Exercise instructions - The word "ambient" occurs in some lines of the data. Return each such line.

Records from a collection -
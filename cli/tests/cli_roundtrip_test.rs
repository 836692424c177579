use std::fs;
use std::path::PathBuf;
use std::process::Command;

fn tmp_dir(name: &str) -> PathBuf {
    let dir = std::env::temp_dir().join(format!("tonelink-cli-{name}"));
    fs::create_dir_all(&dir).expect("create temp dir");
    dir
}

fn run_tonelink(args: &[&str]) -> (bool, String) {
    let output = Command::new(env!("CARGO_BIN_EXE_tonelink"))
        .args(args)
        .output()
        .expect("failed to execute tonelink");
    let text = String::from_utf8_lossy(&output.stdout).to_string()
        + &String::from_utf8_lossy(&output.stderr);
    (output.status.success(), text)
}

#[test]
fn test_send_creates_wav() {
    let dir = tmp_dir("send");
    let input = dir.join("message.txt");
    let wav = dir.join("message.wav");
    fs::write(&input, "a short acoustic test message").unwrap();

    let (ok, text) = run_tonelink(&[
        "send",
        input.to_str().unwrap(),
        wav.to_str().unwrap(),
    ]);
    assert!(ok, "send failed: {text}");
    assert!(text.contains("Wrote"), "unexpected output: {text}");

    let size = fs::metadata(&wav).expect("wav not created").len();
    assert!(size > 10_000, "wav suspiciously small: {size} bytes");
}

#[test]
fn test_send_recv_round_trip_standard() {
    let dir = tmp_dir("roundtrip");
    let input = dir.join("payload.bin");
    let wav = dir.join("payload.wav");
    let decoded = dir.join("payload.out");
    let content = b"Round trip over the standard FSK profile.";
    fs::write(&input, content).unwrap();

    let (ok, text) = run_tonelink(&[
        "send",
        input.to_str().unwrap(),
        wav.to_str().unwrap(),
        "--profile",
        "standard",
    ]);
    assert!(ok, "send failed: {text}");

    let (ok, text) = run_tonelink(&[
        "recv",
        wav.to_str().unwrap(),
        decoded.to_str().unwrap(),
        "--profile",
        "standard",
    ]);
    assert!(ok, "recv failed: {text}");
    assert!(text.contains("verified"), "transfer not verified: {text}");

    assert_eq!(fs::read(&decoded).unwrap(), content);
}

#[test]
fn test_send_recv_round_trip_fast() {
    let dir = tmp_dir("fast");
    let input = dir.join("blob.bin");
    let wav = dir.join("blob.wav");
    let decoded = dir.join("blob.out");
    let content: Vec<u8> = (0..=255u8).collect();
    fs::write(&input, &content).unwrap();

    let (ok, text) = run_tonelink(&[
        "send",
        input.to_str().unwrap(),
        wav.to_str().unwrap(),
        "--profile",
        "fast",
    ]);
    assert!(ok, "send failed: {text}");

    let (ok, text) = run_tonelink(&[
        "recv",
        wav.to_str().unwrap(),
        decoded.to_str().unwrap(),
        "--profile",
        "fast",
    ]);
    assert!(ok, "recv failed: {text}");
    assert_eq!(fs::read(&decoded).unwrap(), content);
}

#[test]
fn test_unknown_profile_rejected() {
    let dir = tmp_dir("badprofile");
    let input = dir.join("x.bin");
    fs::write(&input, "x").unwrap();

    let (ok, text) = run_tonelink(&[
        "send",
        input.to_str().unwrap(),
        dir.join("x.wav").to_str().unwrap(),
        "--profile",
        "warp",
    ]);
    assert!(!ok);
    assert!(text.contains("unknown profile"), "got: {text}");
}

#[test]
fn test_calibrate_writes_preset() {
    let dir = tmp_dir("calibrate");
    let ambient = dir.join("ambient.wav");
    let preset = dir.join("preset.json");

    // Three seconds of faint wideband ambience.
    let spec = hound::WavSpec {
        channels: 1,
        sample_rate: 44_100,
        bits_per_sample: 16,
        sample_format: hound::SampleFormat::Int,
    };
    let mut writer = hound::WavWriter::create(&ambient, spec).unwrap();
    for n in 0..(44_100 * 3) {
        let t = n as f32 / 44_100.0;
        let hum = 0.002 * (2.0 * std::f32::consts::PI * 3_100.0 * t).sin();
        writer.write_sample((hum * 32767.0) as i16).unwrap();
    }
    writer.finalize().unwrap();

    let (ok, text) = run_tonelink(&[
        "calibrate",
        ambient.to_str().unwrap(),
        preset.to_str().unwrap(),
        "--profile",
        "standard",
    ]);
    assert!(ok, "calibrate failed: {text}");
    assert!(text.contains("Selected carriers"), "got: {text}");

    let json = fs::read_to_string(&preset).unwrap();
    assert!(json.contains("carriers"));
}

Response box -
    let ambient = dir.join("ambient.wav");
    let mut writer = hound::WavWriter::create(&ambient, spec).unwrap();
        ambient.to_str().unwrap(),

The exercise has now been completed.